▸ **Problem to solve**: Please restate each entry below, word for word.

━━━━━ Raw data

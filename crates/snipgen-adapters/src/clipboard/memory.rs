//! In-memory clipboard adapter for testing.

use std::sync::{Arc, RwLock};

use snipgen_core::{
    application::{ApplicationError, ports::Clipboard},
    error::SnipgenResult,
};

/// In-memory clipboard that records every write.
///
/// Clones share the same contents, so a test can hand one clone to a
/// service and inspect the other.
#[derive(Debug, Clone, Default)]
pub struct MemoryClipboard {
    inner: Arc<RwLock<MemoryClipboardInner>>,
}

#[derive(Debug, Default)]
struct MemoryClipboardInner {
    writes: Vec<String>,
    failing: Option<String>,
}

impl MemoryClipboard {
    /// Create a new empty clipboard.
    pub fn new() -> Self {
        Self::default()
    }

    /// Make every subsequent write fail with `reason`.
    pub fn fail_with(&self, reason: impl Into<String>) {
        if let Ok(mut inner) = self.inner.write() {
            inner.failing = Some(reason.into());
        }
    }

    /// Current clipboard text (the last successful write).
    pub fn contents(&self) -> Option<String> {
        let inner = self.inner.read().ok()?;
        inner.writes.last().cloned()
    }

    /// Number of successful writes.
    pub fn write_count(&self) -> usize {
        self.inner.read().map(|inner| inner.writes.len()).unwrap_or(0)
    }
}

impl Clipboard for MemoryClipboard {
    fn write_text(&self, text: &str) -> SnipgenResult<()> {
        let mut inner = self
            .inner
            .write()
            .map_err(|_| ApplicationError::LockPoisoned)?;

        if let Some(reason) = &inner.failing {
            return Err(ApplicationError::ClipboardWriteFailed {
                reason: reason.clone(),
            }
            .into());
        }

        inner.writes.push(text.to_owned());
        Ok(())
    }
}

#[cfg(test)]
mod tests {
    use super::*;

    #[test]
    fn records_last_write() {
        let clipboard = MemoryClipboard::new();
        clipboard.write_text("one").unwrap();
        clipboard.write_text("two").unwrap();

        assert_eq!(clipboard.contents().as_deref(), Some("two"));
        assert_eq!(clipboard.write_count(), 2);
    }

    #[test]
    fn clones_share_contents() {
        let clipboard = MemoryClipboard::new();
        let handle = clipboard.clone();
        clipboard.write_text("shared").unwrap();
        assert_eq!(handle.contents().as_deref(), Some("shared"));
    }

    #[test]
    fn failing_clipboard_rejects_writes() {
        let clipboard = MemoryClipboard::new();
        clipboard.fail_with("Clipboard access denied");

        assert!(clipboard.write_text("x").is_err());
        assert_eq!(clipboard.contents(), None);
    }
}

━━━━━━━━━━

▸ **The answer**:
filename crates/snipgen-adapters/src/clipboard/memory.rs
//! In-memory clipboard adapter for testing.

use std::sync::{Arc, RwLock};

use snipgen_core::{
    application::{ApplicationError, ports::Clipboard},
    error::SnipgenResult,
};

/// In-memory clipboard that records every write.
///
/// Clones share the same contents, so a test can hand one clone to a
/// service and inspect the other.
#[derive(Debug, Clone, Default)]
pub struct MemoryClipboard {
    inner: Arc<RwLock<MemoryClipboardInner>>,
}

#[derive(Debug, Default)]
struct MemoryClipboardInner {
    writes: Vec<String>,
    failing: Option<String>,
}

impl MemoryClipboard {
    /// Create a new empty clipboard.
    pub fn new() -> Self {
        Self::default()
    }

    /// Make every subsequent write fail with `reason`.
    pub fn fail_with(&self, reason: impl Into<String>) {
        if let Ok(mut inner) = self.inner.write() {
            inner.failing = Some(reason.into());
        }
    }

    /// Current clipboard text (the last successful write).
    pub fn contents(&self) -> Option<String> {
        let inner = self.inner.read().ok()?;
        inner.writes.last().cloned()
    }

    /// Number of successful writes.
    pub fn write_count(&self) -> usize {
        self.inner.read().map(|inner| inner.writes.len()).unwrap_or(0)
    }
}

impl Clipboard for MemoryClipboard {
    fn write_text(&self, text: &str) -> SnipgenResult<()> {
        let mut inner = self
            .inner
            .write()
            .map_err(|_| ApplicationError::LockPoisoned)?;

        if let Some(reason) = &inner.failing {
            return Err(ApplicationError::ClipboardWriteFailed {
                reason: reason.clone(),
            }
            .into());
        }

        inner.writes.push(text.to_owned());
        Ok(())
    }
}

#[cfg(test)]
mod tests {
    use super::*;

    #[test]
    fn records_last_write() {
        let clipboard = MemoryClipboard::new();
        clipboard.write_text("one").unwrap();
        clipboard.write_text("two").unwrap();

        assert_eq!(clipboard.contents().as_deref(), Some("two"));
        assert_eq!(clipboard.write_count(), 2);
    }

    #[test]
    fn clones_share_contents() {
        let clipboard = MemoryClipboard::new();
        let handle = clipboard.clone();
        clipboard.write_text("shared").unwrap();
        assert_eq!(handle.contents().as_deref(), Some("shared"));
    }

    #[test]
    fn failing_clipboard_rejects_writes() {
        let clipboard = MemoryClipboard::new();
        clipboard.fail_with("Clipboard access denied");

        assert!(clipboard.write_text("x").is_err());
        assert_eq!(clipboard.contents(), None);
    }
}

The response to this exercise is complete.